Stay up to date with notifications from The Independent

Notifications can be managed in browser preferences.

All Tomorrow's Parties: Jake Chapman on why the chance to curate another festival proved irresistible

'Forget the sun, nothing congeals a crowd into the dark recesses of an ATP holiday camp than sideways rain'

Jake Chapman
Friday 23 October 2015 12:03 BST
Comments
Jake Chapman and his brother, Dinos
Jake Chapman and his brother, Dinos

Only an All Tomorrow’s Parties music festival set in November could deliver an off-season British holiday camp from the bleak presentiment of tumbleweed and the ghostly still of the winter months. Those especial sounds of a Pontin’s summer – blistered infants happily paddling in the chlorine shallows, Tannoy pronouncements and amusement arcade jingles – the call to Mecca bingo, the teeter of pennies precariously balanced at the edge of a small fortune – all these sounds suddenly swept away by ATP’s dark sonic wash – as if the feedback unleashed by an ATP occupation purged the camp of the in-season sun, and erased any trace of the optimism refracted beneath its friendly glow.

We were first invited to curate an All Tomorrow’s Party festival in 2004, officially designated as the Nightmare Before Christmas, which occurred at Pontin’s Holiday Camp in Camber Sands. If nothing else, it was an object lesson in population migration – the ATP faithful converging upon the seasonally deserted Pontin’s holiday camp.

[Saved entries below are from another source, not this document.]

use crate::engine::collision::{paddle_hit_factor, Rect};
use crate::engine::render::{Canvas, CYAN, GREY, ORANGE, WHITE};
use crate::engine::{Direction, Game, Input, Status};
use std::time::Duration;

pub const WIDTH: usize = 60;
pub const HEIGHT: usize = 20;
const PADDLE_HEIGHT: f32 = 4.0;
const PLAYER_X: f32 = 1.0;
const AI_X: f32 = WIDTH as f32 - 2.0;
const PLAYER_STEP: f32 = 1.5;
const AI_MAX_SPEED: f32 = 0.35;
const AI_DEAD_ZONE: f32 = 1.0;
const SERVE_SPEED: f32 = 0.6;
const MAX_SPEED: f32 = 1.2;
const SPEEDUP: f32 = 1.05;
const MAX_VY: f32 = 0.5;
/// Ball size plus paddle width must exceed `MAX_SPEED` or the ball can pass
/// through a paddle in one step.
const BALL_SIZE: f32 = 1.0;
const WINNING_POINTS: u32 = 7;
const WIN_BONUS: u32 = 500;
const STEP_MS: u64 = 33;

#[derive(Debug, Clone, Copy, PartialEq)]
struct Ball
{
    x: f32,
    y: f32,
    vx: f32,
    vy: f32,
}

impl Ball
{
    fn serve(toward_player: bool, rally: u32) -> Self
    {
        let vy = if rally % 2 == 0 { 0.2 } else { -0.2 };
        Self {
            x: WIDTH as f32 / 2.0,
            y: HEIGHT as f32 / 2.0,
            vx: if toward_player { -SERVE_SPEED } else { SERVE_SPEED },
            vy,
        }
    }

    fn hitbox(&self) -> Rect
    {
        Rect::new(
            self.x - BALL_SIZE / 2.0,
            self.y - BALL_SIZE / 2.0,
            BALL_SIZE,
            BALL_SIZE,
        )
    }
}

pub struct Pong
{
    player_y: f32,
    ai_y: f32,
    ball: Ball,
    player_points: u32,
    ai_points: u32,
    rallies: u32,
    status: Status,
}

impl Default for Pong
{
    fn default() -> Self
    {
        Self::new()
    }
}

impl Pong
{
    pub fn new() -> Self
    {
        let middle = (HEIGHT as f32 - PADDLE_HEIGHT) / 2.0;
        Self {
            player_y: middle,
            ai_y: middle,
            ball: Ball::serve(false, 0),
            player_points: 0,
            ai_points: 0,
            rallies: 0,
            status: Status::Running,
        }
    }

    fn clamp_paddle(y: f32) -> f32
    {
        y.clamp(0.0, HEIGHT as f32 - PADDLE_HEIGHT)
    }

    /// Follows the ball only while it approaches and sits outside the dead
    /// zone around the paddle centre.
    fn move_ai(&mut self)
    {
        if self.ball.vx <= 0.0 {
            return;
        }
        let center = self.ai_y + PADDLE_HEIGHT / 2.0;
        let diff = self.ball.y - center;
        if diff.abs() <= AI_DEAD_ZONE {
            return;
        }
        let step = diff.signum() * diff.abs().min(AI_MAX_SPEED);
        self.ai_y = Self::clamp_paddle(self.ai_y + step);
    }

    fn bounce(ball: &mut Ball, paddle: &Rect, toward_right: bool)
    {
        let (_, hit_y) = ball.hitbox().center();
        let factor = paddle_hit_factor(hit_y, paddle.y, paddle.h);
        let speed = (ball.vx.abs() * SPEEDUP).min(MAX_SPEED);
        ball.vx = if toward_right { speed } else { -speed };
        ball.vy = factor * MAX_VY;
    }

    fn move_ball(&mut self)
    {
        let ball = &mut self.ball;
        ball.x += ball.vx;
        ball.y += ball.vy;
        if ball.y < 0.0 {
            ball.y = -ball.y;
            ball.vy = ball.vy.abs();
        } else if ball.y >= HEIGHT as f32 {
            ball.y = 2.0 * HEIGHT as f32 - ball.y - 0.01;
            ball.vy = -ball.vy.abs();
        }

        let player = Rect::new(PLAYER_X, self.player_y, 1.0, PADDLE_HEIGHT);
        let ai = Rect::new(AI_X, self.ai_y, 1.0, PADDLE_HEIGHT);
        if ball.vx < 0.0 && ball.hitbox().intersects(&player) {
            Self::bounce(ball, &player, true);
            ball.x = player.x + player.w + BALL_SIZE / 2.0;
        } else if ball.vx > 0.0 && ball.hitbox().intersects(&ai) {
            Self::bounce(ball, &ai, false);
            ball.x = ai.x - BALL_SIZE / 2.0;
        }
    }

    fn award_points(&mut self)
    {
        let scored_by_player = if self.ball.x < 0.0 {
            false
        } else if self.ball.x > WIDTH as f32 {
            true
        } else {
            return;
        };
        if scored_by_player {
            self.player_points += 1;
        } else {
            self.ai_points += 1;
        }
        self.rallies += 1;
        // The side that conceded receives the next serve.
        self.ball = Ball::serve(!scored_by_player, self.rallies);
        if self.player_points >= WINNING_POINTS {
            self.status = Status::Won;
        } else if self.ai_points >= WINNING_POINTS {
            self.status = Status::Lost;
        }
    }
}

impl Game for Pong
{
    fn title(&self) -> &'static str
    {
        "Pong"
    }

    fn controls(&self) -> &'static str
    {
        "Up/Down move your paddle (left)"
    }

    fn step_interval(&self) -> Option<Duration>
    {
        Some(Duration::from_millis(STEP_MS))
    }

    fn handle_input(&mut self, input: Input)
    {
        match input {
            Input::Move(Direction::Up) => {
                self.player_y = Self::clamp_paddle(self.player_y - PLAYER_STEP)
            }
            Input::Move(Direction::Down) => {
                self.player_y = Self::clamp_paddle(self.player_y + PLAYER_STEP)
            }
            _ => {}
        }
    }

    fn step(&mut self)
    {
        if self.status != Status::Running {
            return;
        }
        self.move_ai();
        self.move_ball();
        self.award_points();
    }

    fn status(&self) -> Status
    {
        self.status
    }

    fn score(&self) -> u32
    {
        let bonus = if self.status == Status::Won { WIN_BONUS } else { 0 };
        self.player_points * 100 + bonus
    }

    fn render(&self) -> Vec<String>
    {
        let mut canvas = Canvas::new(WIDTH, HEIGHT);
        for y in (0..HEIGHT).step_by(2) {
            canvas.put(WIDTH / 2, y, ':', Some(GREY));
        }
        for offset in 0..PADDLE_HEIGHT as usize {
            let player_row = self.player_y.round() as usize + offset;
            let ai_row = self.ai_y.round() as usize + offset;
            canvas.put(PLAYER_X as usize, player_row, '|', Some(CYAN));
            canvas.put(AI_X as usize, ai_row, '|', Some(ORANGE));
        }
        if self.ball.x >= 0.0 && self.ball.y >= 0.0 {
            canvas.put(self.ball.x as usize, self.ball.y as usize, 'o', Some(WHITE));
        }
        let mut lines = vec![format!(
            "You {}  -  {} CPU   (first to {})",
            self.player_points, self.ai_points, WINNING_POINTS
        )];
        lines.extend(canvas.to_framed_lines());
        lines
    }

    fn summary(&self) -> Vec<String>
    {
        vec![format!(
            "Final score: you {} - {} CPU",
            self.player_points, self.ai_points
        )]
    }
}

Much like a scene from Romero’s Night of the Living Dead – when the first bands were due to play, the festivites filtered through the canyons of chattering arcade machines, indifferent to the array of twinkling lights and gimcrack rewards, drawn instead to a greater carrot, thus headlong into dread, pulled towards the sound of Lightning Bolt, Peaches, Throbbing Gristle, Wolf Eyes, ...And You Will Know Us by the Trail of Dead, Liars, Aphex Twin, LFO, Comets on Fire, Hecker, Russell Haswell, Destroy All Monsters, The Fall and Violent Femmes...

Jake Chapman

There is something about an empty amusement arcade that gives rise to certain eschatological thoughts. The onslaught of strobe lights, jingles and schizoid mantras advertise their desire to please, but such hysterical adoration to the service of human stimulation occurs whether or not a single human is present. One could be forgiven for imagining a surplus electricity persisting even after the power-station technicians and energy consumers have all turned to dust. The reactors might still hum, radioactive decay powering arcade madhouses to burn with the same festival of jingles and mantras, empty arcades, no humans – playmate machines calling out to the nuclear-proof cockroaches who crawl across the scorched earth.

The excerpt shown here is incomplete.